7. Support the efforts of direct reports
Bosses frequently do not support the efforts of their direct reports. The research suggests, and multi-rater feedback reports confirm, that mentoring, giving feedback, and developing others are usually the boss’s lowest ratings, primarily because “getting the job done” seems more important. Support from the boss is an inexpensive but effective way to improve performance and show a commitment to excellence.
8. Review performance regularly
Scheduled conversations offer another way to build trust and reduce anxiety. Obviously, feedback about performance should occur when it can do the most good—when it is immediate and focused. When a direct report makes a mistake, addressing the problem right away is the surest way to take corrective action. Similarly, when a person excels at a task, complimenting and praising the efforts immediately will show appreciation and encourage more of the same.
9. Make performance appraisals a two-way conversation
The performance appraisal should be an opportunity for both the boss and the employee to learn. Listening to the other person first shows a willingness to consider new information, and if necessary, to change the nature of the review. Similarly, hearing the other person sets the tone for the give-and-take that will be necessary to create understanding and commitment between the two.

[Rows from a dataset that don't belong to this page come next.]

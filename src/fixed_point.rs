// Fixed point arithmetic on 256 bit unsigned integers with a scaling factor of 10^18.
//
// Every product is immediately followed by a division that truncates towards zero. Nothing in here
// ever rounds up.
//
// Helpers that can overflow return Option so callers decide which error an overflow maps to.

use borsh::{BorshDeserialize, BorshSerialize};
use uint::construct_uint;

use crate::error::PoolError;

construct_uint! {
    #[derive(BorshSerialize, BorshDeserialize)]
    pub struct U256(4);
}

pub const PRECISION: u64 = 1_000_000_000_000_000_000;
pub const ONE: U256 = U256([PRECISION, 0, 0, 0]);

//shared iteration budget of all Newton style loops
pub const MAX_ITERATIONS: usize = 255;

//halfpow terminates once the series terms drop below this (i.e. relative precision of 1e-8)
const EXP_PRECISION: u64 = 10_000_000_000;
const MAX_HALFPOW_EXPONENT: u64 = 59;

impl U256 {
    pub const fn const_from(value: u128) -> Self {
        Self([value as u64, (value >> 64) as u64, 0, 0])
    }
}

pub trait AbsDiff {
    fn abs_diff(self, other: Self) -> Self;
}

impl AbsDiff for U256 {
    fn abs_diff(self, other: Self) -> Self {
        if self > other {
            self - other
        } else {
            other - self
        }
    }
}

pub fn ten_to_the(exp: u8) -> U256 {
    U256::exp10(exp as usize)
}

pub fn mul_div(a: U256, b: U256, denominator: U256) -> Option<U256> {
    a.checked_mul(b)?.checked_div(denominator)
}

pub fn mul_fp(a: U256, b: U256) -> Option<U256> {
    mul_div(a, b, ONE)
}

pub fn div_fp(a: U256, b: U256) -> Option<U256> {
    mul_div(a, ONE, b)
}

//plain integer power (not fixed point), square and multiply
pub fn pow(base: U256, exp: u32) -> Option<U256> {
    let mut result = U256::one();
    let mut base = base;
    let mut exp = exp;
    while exp > 0 {
        if exp & 1 == 1 {
            result = result.checked_mul(base)?;
        }
        exp >>= 1;
        if exp > 0 {
            base = base.checked_mul(base)?;
        }
    }
    Some(result)
}

/// Fixed point n-th root: returns r such that (r/1e18)^n ~= x/1e18, truncated.
///
/// Newton iteration started from above the root (max(x, 1e18) always is), which makes the sequence
/// decrease monotonically until it stops improving.
pub fn nth_root_fp(x: U256, n: u32) -> Result<U256, PoolError> {
    if n == 0 {
        return Err(PoolError::MathOverflow);
    }
    if x.is_zero() || n == 1 {
        return Ok(x);
    }
    let n_minus_one = U256::from(n - 1);
    let n_u256 = U256::from(n);
    let mut root = std::cmp::max(x, ONE);
    for _ in 0..MAX_ITERATIONS {
        let mut quotient = x;
        for _ in 1..n {
            quotient = mul_div(quotient, ONE, root).ok_or(PoolError::MathOverflow)?;
        }
        let next = (root * n_minus_one + quotient) / n_u256;
        if next >= root {
            return Ok(root);
        }
        root = next;
    }
    Err(PoolError::Convergence)
}

pub fn sqrt_fp(x: U256) -> Result<U256, PoolError> {
    nth_root_fp(x, 2)
}

/// 1e18 * 0.5^(power/1e18)
///
/// The integer part of the exponent is a shift, the fractional part is evaluated as the binomial
/// series of (1 - 0.5)^frac.
pub fn halfpow(power: U256) -> Result<U256, PoolError> {
    let intpow = power / ONE;
    let otherpow = power - intpow * ONE;
    if intpow > U256::from(MAX_HALFPOW_EXPONENT) {
        return Ok(U256::zero());
    }
    let result = ONE >> intpow.as_usize();
    if otherpow.is_zero() {
        return Ok(result);
    }

    let half = ONE / 2;
    let mut term = ONE;
    let mut sum = ONE;
    let mut neg = false;
    for i in 1..=MAX_ITERATIONS {
        let k = U256::from(i) * ONE;
        let mut c = k - ONE;
        if otherpow > c {
            c = otherpow - c;
            neg = !neg;
        } else {
            c -= otherpow;
        }
        term = term * (c * half / ONE) / k;
        sum = if neg {
            sum.checked_sub(term).ok_or(PoolError::Convergence)?
        } else {
            sum + term
        };
        if term < U256::from(EXP_PRECISION) {
            return Ok(result * sum / ONE);
        }
    }
    Err(PoolError::Convergence)
}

10 Develop the Action Plan
The action plan is a fluid document that should change with new information, accomplishments, unexpected events, and learning. Therefore, at the beginning of the year and at each subsequent meeting, the boss and direct report need to prioritize goals and objectives to identify the current most important two. This does not imply that writing the action plan is optional. A written action plan is the tangible agreement among the stakeholders. It serves as a kind of report card for tracking results and re-directing efforts. Therefore, both the boss and the direct report should keep a copy of the original agreement and the subsequent notes and changes. When this happens, the end of the year evaluation brings no surprises.